Пугающе широкая площадь, вся трибуна в пятнах лиц, а в центре лицо красное, как у Лени Булгакова, густобровое.

— Советским химикам... хр... хр... х-х-х-ы... — словно харкнуло в микрофон от случившейся накладки.

«Что делать? — единая мысль в единой голове, частичка которой Митенька, — не тот лозунг выкрикнут и до конца не досказан. Кричать — не кричать? И похоже, другой голос, сбоку от чернобрового.

— Советскому народу — слава!

«Раз, два, три — ура!!!» — единой глоткой.

— Хорошо грянули, — утирает пот Евдохин, — молодцы, ребята, в сложных условиях не растерялись... Знай гидротехников,

А сзади:

— Советским металлургам слава! — Ура!!!

— Хороши металлурги, — объективно комментирует Евдохин, — но и мы не лыком шиты, учитывая, что отреагировали на неотрепетированный лозунг.

Бывают дни, когда радости идут чередой. Только кончилась торжественно-веселая демонстрация, пообедали группой вкусно, чисто в профессорско-преподавательском зале, как пора уже собираться к деканату на съемки. Все причесаны, при галстуках. Митенька свой лучший надел, шелковый, серо-зеленый. Лишь Леня Булгаков явился без галстука, волосы растрепаны, стоят торчком, как у малярной кисти.

— Ты куда? Иди в общежитие, проспись, — шипит на него Посторонко.

— Не, — глупо улыбается Леня Булгаков, — я строевым идти могу, — и шагнул шумно.

Из дверей деканата сам декан Белосветов глянул.

— Что такое?

— Да вот, Иван Матвеевич, — угодливо жалуется Посторонко, — сколько предупреждал...

Бритоголовый, чуть глуховатый, грозный декан поворачивается к Булгакову. Честно признаться, Митенька декана побаивается, старается не встречаться с ним, не глядит на него, когда издали видит, торопливо сворачивает. А Леня Булгаков как улыбался, так и улыбается.

— Иван Матвеевич... Я строевым могу...

— Зайдете ко мне, — угрожающе говорит Белосветов.
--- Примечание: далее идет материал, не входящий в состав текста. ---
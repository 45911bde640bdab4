//! Conversions between [`SqlValue`] and SQLite values.

use clasq_core::SqlValue;
use rusqlite::types::{ToSql, ToSqlOutput, Value, ValueRef};

/// A [`SqlValue`] bound as a SQLite parameter.
pub(crate) struct Param<'a>(pub(crate) &'a SqlValue);

impl ToSql for Param<'_> {
    fn to_sql(&self) -> rusqlite::Result<ToSqlOutput<'_>> {
        Ok(match self.0 {
            SqlValue::Null => ToSqlOutput::Owned(Value::Null),
            SqlValue::Bool(v) => ToSqlOutput::Owned(Value::Integer(i64::from(*v))),
            SqlValue::Int(v) => ToSqlOutput::Owned(Value::Integer(*v)),
            SqlValue::Float(v) => ToSqlOutput::Owned(Value::Real(*v)),
            SqlValue::Text(v) => ToSqlOutput::Borrowed(ValueRef::Text(v.as_bytes())),
            SqlValue::Bytes(v) => ToSqlOutput::Borrowed(ValueRef::Blob(v)),
            SqlValue::Date(v) => v.to_sql()?,
            SqlValue::Time(v) => v.to_sql()?,
            SqlValue::DateTime(v) => v.to_sql()?,
        })
    }
}

/// Reads a column value. Text is kept as text; SQLite stores dates that way.
pub(crate) fn from_sql(value: ValueRef<'_>) -> SqlValue {
    match value {
        ValueRef::Null => SqlValue::Null,
        ValueRef::Integer(v) => SqlValue::Int(v),
        ValueRef::Real(v) => SqlValue::Float(v),
        ValueRef::Text(v) => SqlValue::Text(String::from_utf8_lossy(v).into_owned()),
        ValueRef::Blob(v) => SqlValue::Bytes(v.to_vec()),
    }
}

/// Parses a `dflt_value` reported by `pragma_table_info`. Expressions other
/// than plain literals yield `None`.
pub(crate) fn parse_default(text: &str) -> Option<SqlValue> {
    let text = text.trim();
    if text.eq_ignore_ascii_case("NULL") {
        return None;
    }
    if let Some(inner) = text.strip_prefix('\'').and_then(|t| t.strip_suffix('\'')) {
        return Some(SqlValue::Text(inner.replace("''", "'")));
    }
    if let Ok(v) = text.parse::<i64>() {
        return Some(SqlValue::Int(v));
    }
    text.parse::<f64>().ok().map(SqlValue::Float)
}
Однако дальнейшее разбирательство проступка Лени Булгакова прерывается, поскольку в это время появляется высокий толстый человек, одетый в необычную, никогда прежде Митенькой не виданную курточку с множеством «молний» не только спереди, но и с боков и на рукавах. Лицо у человека загорелое, столичное, выразительное, под темными глазами сине-темные пятна. Это и есть московский фотокорреспондент. Сразу нездешним повеяло, союзным, как пахнут страницы знаменитого московского иллюстрированного журнала. Митенька от радости незаметно сжал кулаки, у него была такая привычка, сердце стучало, щеки горели, глаза слезились от восторга.

Съемки решили проводить в лаборатории гидрологии, в рабочей обстановке — среди приборов и технических схем.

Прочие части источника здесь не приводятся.